Rainbow4Africa hat die Initiative ergriffen und fordert demografische Angaben wie Vor- und Nachname, Geburtsdatum und Nationalität, um das einzige Wohnheim in Oulx, das von den Salesianern betrieben wird, betreten zu können; bei Verweigerung dieser Angaben wird der Zugang verweigert. Es wurde auch berichtet, dass Personen am Tag nach der Räumung vor den Salesianern mit Fingerabdrücken identifiziert wurden, was zu einem gefährlichen Korridor führte, in dem man in einem Dubliner Verfahren oder in eine CPR [1] gesteckt wurde.

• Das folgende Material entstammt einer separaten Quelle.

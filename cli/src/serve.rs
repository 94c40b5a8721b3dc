//! The replay service: streams recorded games to websocket clients, one
//! independent player per connection.

use std::net::SocketAddr;
use std::path::PathBuf;
use std::sync::Arc;

use anyhow::{Context, Result, anyhow};
use client::replay::{ReplayFrame, ReplayPlayer, format_time, list_replays, load_replay};
use common::{ReplayMessage, ReplayResponse, decode, encode};
use futures_util::{Sink, SinkExt, StreamExt};
use tokio::net::{TcpListener, TcpStream};
use tokio::time::{Duration, Interval, MissedTickBehavior};
use tokio_tungstenite::accept_async;
use tokio_tungstenite::tungstenite::Message;
use tracing::{debug, error, info, warn};

#[derive(Debug, Clone)]
pub struct ServeConfig {
    pub dir: PathBuf,
    pub tick: Duration,
    pub max_bytes: u64,
}

pub async fn run(addr: SocketAddr, dir: PathBuf, tick: Duration, max_bytes: u64) -> Result<()> {
    let listener = TcpListener::bind(addr)
        .await
        .with_context(|| format!("Failed to bind {addr}"))?;
    info!("Serving replays from {} on ws://{}", dir.display(), listener.local_addr()?);
    let config = Arc::new(ServeConfig { dir, tick, max_bytes });

    tokio::select! {
        result = serve(listener, config) => result,
        _ = tokio::signal::ctrl_c() => {
            info!("Shutting down replay service");
            Ok(())
        }
    }
}

pub async fn serve(listener: TcpListener, config: Arc<ServeConfig>) -> Result<()> {
    loop {
        let (stream, peer) = listener.accept().await?;
        let config = Arc::clone(&config);
        tokio::spawn(async move {
            if let Err(e) = handle_client(stream, config).await {
                warn!("Replay client {} failed: {:#}", peer, e);
            }
            debug!("Replay client {} left", peer);
        });
    }
}

async fn handle_client(stream: TcpStream, config: Arc<ServeConfig>) -> Result<()> {
    let ws = accept_async(stream).await?;
    let (mut ws_writer, mut ws_reader) = ws.split();

    let files = list_replays(&config.dir).unwrap_or_else(|e| {
        error!("Failed to list {}: {}", config.dir.display(), e);
        Vec::new()
    });
    send_ws(&mut ws_writer, &ReplayResponse::Files(files)).await?;

    let mut player: Option<ReplayPlayer> = None;
    let mut ticker = build_interval(config.tick);

    loop {
        tokio::select! {
            msg = ws_reader.next() => {
                let Some(msg) = msg else { break };
                let text = match msg? {
                    Message::Text(text) => text,
                    Message::Close(_) => break,
                    _ => continue,
                };
                let message = match decode::<ReplayMessage>(&text) {
                    Ok(message) => message,
                    Err(e) => {
                        warn!("Ignoring replay control {:?}: {}", text.as_str(), e);
                        continue;
                    }
                };
                handle_control(message, &config, &mut player, &mut ws_writer).await?;
            }
            _ = ticker.tick(), if player.as_ref().is_some_and(|p| p.is_running() && !p.is_paused()) => {
                let Some(player) = player.as_mut() else { continue };
                if let Some(frame) = player.tick() {
                    send_frame(&mut ws_writer, player, &frame).await?;
                    if player.is_finished() {
                        send_ws(&mut ws_writer, &ReplayResponse::End).await?;
                    }
                }
            }
        }
    }

    let _ = ws_writer.send(Message::Close(None)).await;
    Ok(())
}

async fn handle_control<S>(
    message: ReplayMessage,
    config: &ServeConfig,
    player: &mut Option<ReplayPlayer>,
    ws_writer: &mut S,
) -> Result<()>
where
    S: Sink<Message> + Unpin,
    S::Error: std::error::Error + Send + Sync + 'static,
{
    match message {
        ReplayMessage::Play(name) => match load(config, &name).await {
            Ok(mut loaded) => {
                loaded.set_paused(true);
                send_ws(ws_writer, &ReplayResponse::Start).await?;
                send_frame(ws_writer, &loaded, &loaded.current()).await?;
                *player = Some(loaded);
            }
            Err(e) => warn!("Cannot play {}: {:#}", name, e),
        },
        ReplayMessage::Pause => {
            if let Some(player) = player.as_mut() {
                let paused = player.toggle_pause();
                debug!("Replay {}", if paused { "paused" } else { "resumed" });
            }
        }
        ReplayMessage::Goto(progress) => {
            if let Some(player) = player.as_mut() {
                let frame = player.seek(progress);
                send_frame(ws_writer, player, &frame).await?;
            }
        }
        ReplayMessage::Speed(speed) => {
            if let Some(player) = player.as_mut() {
                player.set_speed(speed);
            }
        }
    }
    Ok(())
}

/// Only names from the directory listing are served.
async fn load(config: &ServeConfig, name: &str) -> Result<ReplayPlayer> {
    let offered = list_replays(&config.dir)?;
    if !offered.iter().any(|file| file == name) {
        return Err(anyhow!("not a recording in {}", config.dir.display()));
    }
    let path = config.dir.join(name);
    let max_bytes = config.max_bytes;
    let entries = tokio::task::spawn_blocking(move || load_replay(&path, max_bytes)).await??;
    info!("Playing {} ({} entries)", name, entries.len());
    Ok(ReplayPlayer::new(entries)?.with_period(config.tick))
}

async fn send_frame<S>(ws_writer: &mut S, player: &ReplayPlayer, frame: &ReplayFrame) -> Result<()>
where
    S: Sink<Message> + Unpin,
    S::Error: std::error::Error + Send + Sync + 'static,
{
    let response = ReplayResponse::Frame {
        time: format_time(frame.time),
        progress: frame.progress,
        game_state: serde_json::to_string(player.state(frame))?,
    };
    send_ws(ws_writer, &response).await
}

async fn send_ws<S>(ws_writer: &mut S, msg: &ReplayResponse) -> Result<()>
where
    S: Sink<Message> + Unpin,
    S::Error: std::error::Error + Send + Sync + 'static,
{
    let payload = encode(msg)?;
    ws_writer.send(Message::Text(payload.into())).await?;
    Ok(())
}

fn build_interval(period: Duration) -> Interval {
    let mut interval = tokio::time::interval(period.max(Duration::from_millis(1)));
    interval.set_missed_tick_behavior(MissedTickBehavior::Delay);
    interval
}

#[cfg(test)]
mod tests {
    use super::*;
    use common::GameState;
    use tokio::time::timeout;
    use tokio_tungstenite::connect_async;

    const LOG: &str = "\
2024-01-01T00:00:00Z, {\"teams\":[],\"trains\":[]}
2024-01-01T00:00:01Z, {\"teams\":[],\"trains\":[{\"id\":1,\"long\":8.4,\"lat\":49.0,\"line_id\":\"L1\",\"line_name\":\"S1\",\"direction\":\"X\"}]}
";

    async fn next_response<S>(ws: &mut S) -> Result<ReplayResponse>
    where
        S: futures_util::Stream<Item = Result<Message, tokio_tungstenite::tungstenite::Error>> + Unpin,
    {
        loop {
            let msg = timeout(Duration::from_secs(5), ws.next())
                .await?
                .ok_or_else(|| anyhow!("connection closed"))??;
            if let Message::Text(text) = msg {
                return Ok(decode(&text)?);
            }
        }
    }

    #[tokio::test]
    async fn test_serves_a_recording_to_the_end() -> Result<()> {
        let dir = tempfile::tempdir()?;
        std::fs::write(dir.path().join("game.csv"), LOG)?;
        std::fs::write(dir.path().join("notes.txt"), "not a replay")?;

        let listener = TcpListener::bind("127.0.0.1:0").await?;
        let addr = listener.local_addr()?;
        let config = Arc::new(ServeConfig {
            dir: dir.path().to_path_buf(),
            tick: Duration::from_millis(10),
            max_bytes: 1024 * 1024,
        });
        let server = tokio::spawn(serve(listener, config));

        let (ws, _) = connect_async(format!("ws://{addr}/replay")).await?;
        let (mut writer, mut reader) = ws.split();
        assert_eq!(
            next_response(&mut reader).await?,
            ReplayResponse::Files(vec!["game.csv".to_string()])
        );

        // unknown names are ignored
        writer.send(Message::Text(encode(&ReplayMessage::Play("notes.txt".to_string()))?.into())).await?;
        writer.send(Message::Text(encode(&ReplayMessage::Play("game.csv".to_string()))?.into())).await?;
        assert_eq!(next_response(&mut reader).await?, ReplayResponse::Start);
        let ReplayResponse::Frame { time, progress, .. } = next_response(&mut reader).await? else {
            return Err(anyhow!("expected the first frame"));
        };
        assert_eq!(time, "2024-01-01T00:00:00.000Z");
        assert_eq!(progress, 0.0);

        writer.send(Message::Text(encode(&ReplayMessage::Goto(0.5))?.into())).await?;
        let ReplayResponse::Frame { time, .. } = next_response(&mut reader).await? else {
            return Err(anyhow!("expected the frame after goto"));
        };
        assert_eq!(time, "2024-01-01T00:00:00.500Z");

        writer.send(Message::Text(encode(&ReplayMessage::Speed(5.0))?.into())).await?;
        writer.send(Message::Text(encode(&ReplayMessage::Pause)?.into())).await?;
        let mut last = None;
        loop {
            match next_response(&mut reader).await? {
                ReplayResponse::Frame {
                    progress, game_state, ..
                } => last = Some((progress, game_state)),
                ReplayResponse::End => break,
                other => return Err(anyhow!("unexpected {:?}", other)),
            }
        }
        let (progress, game_state) = last.ok_or_else(|| anyhow!("no frames before the end"))?;
        assert_eq!(progress, 1.0);
        let state: GameState = serde_json::from_str(&game_state)?;
        assert_eq!(state.trains[0].line_id, "L1");

        server.abort();
        Ok(())
    }
}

Da sich die Menschen in den Straßen von Oulx und Bardonecchia angesammelt haben (da die Schlafsäle nur nachts geöffnet sind und morgens geschlossen werden), hat die Polizei begonnen, die Menschen zu identifizieren und einigen gesagt, dass sie sich bei der Polizei anmelden müssen, wenn sie länger als 2 Tage im Grenzgebiet bleiben. Andere Menschen, die unterwegs waren, wurden daran gehindert, den Bus nach Claviere zu nehmen, da ihnen gesagt wurde, dass sie im Falle einer Abschiebung ein Papier erhalten würden, das ihnen die Einreise nach ganz Europa verbietet. Es scheint, dass sich die Behörden der Unordnung mit der Räumung der Casa Cantoniera wohler fühlen, diese Art von Fehlinformationen und Angstmacherei zu verbreiten, ohne das Risiko, dass ihnen widersprochen wird, da niemand physisch anwesend ist, um das zu klären.

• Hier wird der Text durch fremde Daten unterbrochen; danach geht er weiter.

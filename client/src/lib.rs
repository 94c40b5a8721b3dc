pub mod api;
pub mod config;
pub mod connection;
pub mod replay;
pub mod session;

pub use api::ApiClient;
pub use config::ClientConfig;
pub use connection::{Connection, ConnectionError, ConnectionHandle, ConnectionState, WsConnector};
pub use replay::{LocalReplay, RemoteReplay, ReplayError, ReplayRecorder, ReplayView};
pub use session::{GameSession, SessionPhase, SessionView, TrainAction};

Es gab eine umfangreiche Anstrengung von Seiten der Polizei, Menschen ohne ihre Zustimmung Dutzende von Kilometern von der Grenze zu vertreiben und Familien und Einzelpersonen in Strukturen mitten im Nirgendwo mit wenig verfügbaren öffentlichen Verkehrsmitteln unterzubringen.
Die Menschen, die es geschafft haben, in das Grenzgebiet zu gelangen, wurden auch von der Polizei daran gehindert, in einen Bus von Oulx in Richtung Clavier einzusteigen, was die Reise doppelt so lang und noch gefährlicher macht, da sie gezwungen sind, auf der Nationalstraße zu gehen, die sich die Berge hinauf- und hinunterschlängelt, was durch die Tatsache verschärft wird, dass die Menschen manchmal ohne Informationen über das Gebiet, in unzureichender Kleidung oder ohne geeignetes Schuhwerk ankommen. Die in der Gegend anwesenden Organisationen sind wenig hilfreich und ermuntern die Menschen nur, die Grenze nicht zu überschreiten.

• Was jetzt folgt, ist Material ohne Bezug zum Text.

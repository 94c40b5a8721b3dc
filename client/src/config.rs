use std::env;
use std::fmt::Display;
use std::path::PathBuf;
use std::str::FromStr;
use std::time::Duration;

use anyhow::{Context, Result, anyhow};
use common::{
    CREATE_TEAM_PATH, DEFAULT_REPLAY_SPEED, DEV_PORT, MAX_REPLAY_BYTES, MS_PER_FRAME, PING_PATH,
    RECONNECT_DELAY_MS, REPLAY_PATH, STOPS_PATH, TEAMS_PATH, WS_PATH,
};
use url::Url;

/// Where the game server lives and how the client behaves towards it.
#[derive(Debug, Clone, PartialEq)]
pub struct ClientConfig {
    /// Hostname, optionally with a port, e.g. `mrx.example.org` or `localhost:8080`.
    pub host: String,
    /// Development mode: plain schemes and the fixed dev port.
    pub dev: bool,
    /// Whether the client runs in a secure context. Insecure contexts use
    /// plain schemes and do not forward position fixes.
    pub secure: bool,
    pub dev_port: u16,
    pub reconnect_delay: Duration,
    pub connect_timeout: Duration,
    pub replay_tick: Duration,
    pub replay_speed: f64,
    pub max_replay_bytes: u64,
    pub replay_dir: PathBuf,
}

impl Default for ClientConfig {
    fn default() -> Self {
        Self {
            host: "localhost".to_string(),
            dev: false,
            secure: true,
            dev_port: DEV_PORT,
            reconnect_delay: Duration::from_millis(RECONNECT_DELAY_MS),
            connect_timeout: Duration::from_secs(10),
            replay_tick: Duration::from_millis(MS_PER_FRAME as u64),
            replay_speed: DEFAULT_REPLAY_SPEED,
            max_replay_bytes: MAX_REPLAY_BYTES as u64,
            replay_dir: PathBuf::from("replays"),
        }
    }
}

impl ClientConfig {
    /// Read `MRX_*` variables from the process environment.
    pub fn from_env() -> Result<Self> {
        Self::from_lookup(|name| env::var(name).ok())
    }

    /// Build a config from any variable source. Unset variables keep their defaults.
    pub fn from_lookup<F>(lookup: F) -> Result<Self>
    where
        F: Fn(&str) -> Option<String>,
    {
        let mut config = Self::default();

        if let Some(host) = lookup("MRX_HOST") {
            config.host = host;
        }
        if let Some(value) = lookup("MRX_DEV") {
            config.dev = parse_flag("MRX_DEV", &value)?;
        }
        if let Some(value) = lookup("MRX_SECURE") {
            config.secure = parse_flag("MRX_SECURE", &value)?;
        }
        if let Some(value) = lookup("MRX_DEV_PORT") {
            config.dev_port = parse_var("MRX_DEV_PORT", &value)?;
        }
        if let Some(value) = lookup("MRX_RECONNECT_DELAY_MS") {
            config.reconnect_delay = Duration::from_millis(parse_var("MRX_RECONNECT_DELAY_MS", &value)?);
        }
        if let Some(value) = lookup("MRX_CONNECT_TIMEOUT_MS") {
            config.connect_timeout = Duration::from_millis(parse_var("MRX_CONNECT_TIMEOUT_MS", &value)?);
        }
        if let Some(value) = lookup("MRX_REPLAY_TICK_MS") {
            let millis: u64 = parse_var("MRX_REPLAY_TICK_MS", &value)?;
            if millis == 0 {
                return Err(anyhow!("MRX_REPLAY_TICK_MS must be positive"));
            }
            config.replay_tick = Duration::from_millis(millis);
        }
        if let Some(value) = lookup("MRX_REPLAY_SPEED") {
            let speed: f64 = parse_var("MRX_REPLAY_SPEED", &value)?;
            if !(speed.is_finite() && speed > 0.0) {
                return Err(anyhow!("MRX_REPLAY_SPEED must be a positive number, got {value}"));
            }
            config.replay_speed = speed;
        }
        if let Some(value) = lookup("MRX_MAX_REPLAY_BYTES") {
            config.max_replay_bytes = parse_var("MRX_MAX_REPLAY_BYTES", &value)?;
        }
        if let Some(dir) = lookup("MRX_REPLAY_DIR") {
            config.replay_dir = PathBuf::from(dir);
        }

        Ok(config)
    }

    /// Take host and security from a full base URL such as `https://mrx.example.org`.
    pub fn with_base_url(mut self, base: &Url) -> Result<Self> {
        let host = base
            .host_str()
            .ok_or_else(|| anyhow!("base URL {} has no host", base))?;
        self.host = match base.port() {
            Some(port) => format!("{host}:{port}"),
            None => host.to_string(),
        };
        self.secure = matches!(base.scheme(), "https" | "wss");
        Ok(self)
    }

    /// Plain `ws`/`http` in development or outside a secure context.
    fn plain(&self) -> bool {
        self.dev || !self.secure
    }

    fn endpoint(&self, websocket: bool, path: &str) -> Result<Url> {
        let scheme = match (websocket, self.plain()) {
            (true, true) => "ws",
            (true, false) => "wss",
            (false, true) => "http",
            (false, false) => "https",
        };
        let mut url = Url::parse(&format!("{scheme}://{}", self.host))
            .with_context(|| format!("Invalid host {:?}", self.host))?;
        if self.dev {
            url.set_port(Some(self.dev_port))
                .map_err(|_| anyhow!("Cannot set port {} on {}", self.dev_port, url))?;
        }
        url.set_path(path);
        Ok(url)
    }

    pub fn ws_url(&self) -> Result<Url> {
        self.endpoint(true, WS_PATH)
    }

    pub fn replay_url(&self) -> Result<Url> {
        self.endpoint(true, REPLAY_PATH)
    }

    pub fn teams_url(&self) -> Result<Url> {
        self.endpoint(false, TEAMS_PATH)
    }

    pub fn create_team_url(&self) -> Result<Url> {
        self.endpoint(false, CREATE_TEAM_PATH)
    }

    pub fn stops_url(&self) -> Result<Url> {
        self.endpoint(false, STOPS_PATH)
    }

    pub fn ping_url(&self) -> Result<Url> {
        self.endpoint(false, PING_PATH)
    }
}

fn parse_var<T>(name: &str, value: &str) -> Result<T>
where
    T: FromStr,
    T::Err: Display,
{
    value
        .trim()
        .parse()
        .map_err(|e| anyhow!("Invalid value {value:?} for {name}: {e}"))
}

fn parse_flag(name: &str, value: &str) -> Result<bool> {
    match value.trim().to_ascii_lowercase().as_str() {
        "1" | "true" | "yes" | "on" => Ok(true),
        "0" | "false" | "no" | "off" | "" => Ok(false),
        other => Err(anyhow!("Invalid value {other:?} for {name}, expected a boolean")),
    }
}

Die allgemeine Reaktion auf die erzwungene Schließung der Casa Cantoniera war offen gesagt ekelhaft. Eine Person wurde während der Räumung zitiert, drängte die Menschen zu vermeiden, das Gebiet zu erkunden, so dass die Polizei „ihre Arbeit besser durchführen“ könnte und, angesichts all der Menschen um ihn herum, „jede Anomalie oder seltsames Verhalten zu melden“. Die Firma ANAS kündigte vier Tage vor der Räumung an, dass sie 100 verlassene Case Canoniere in ganz Italien verkaufen werden – 3 davon in Valsusa – um diese in Bars und Aufladestationen für Elektroautos umzuwandeln.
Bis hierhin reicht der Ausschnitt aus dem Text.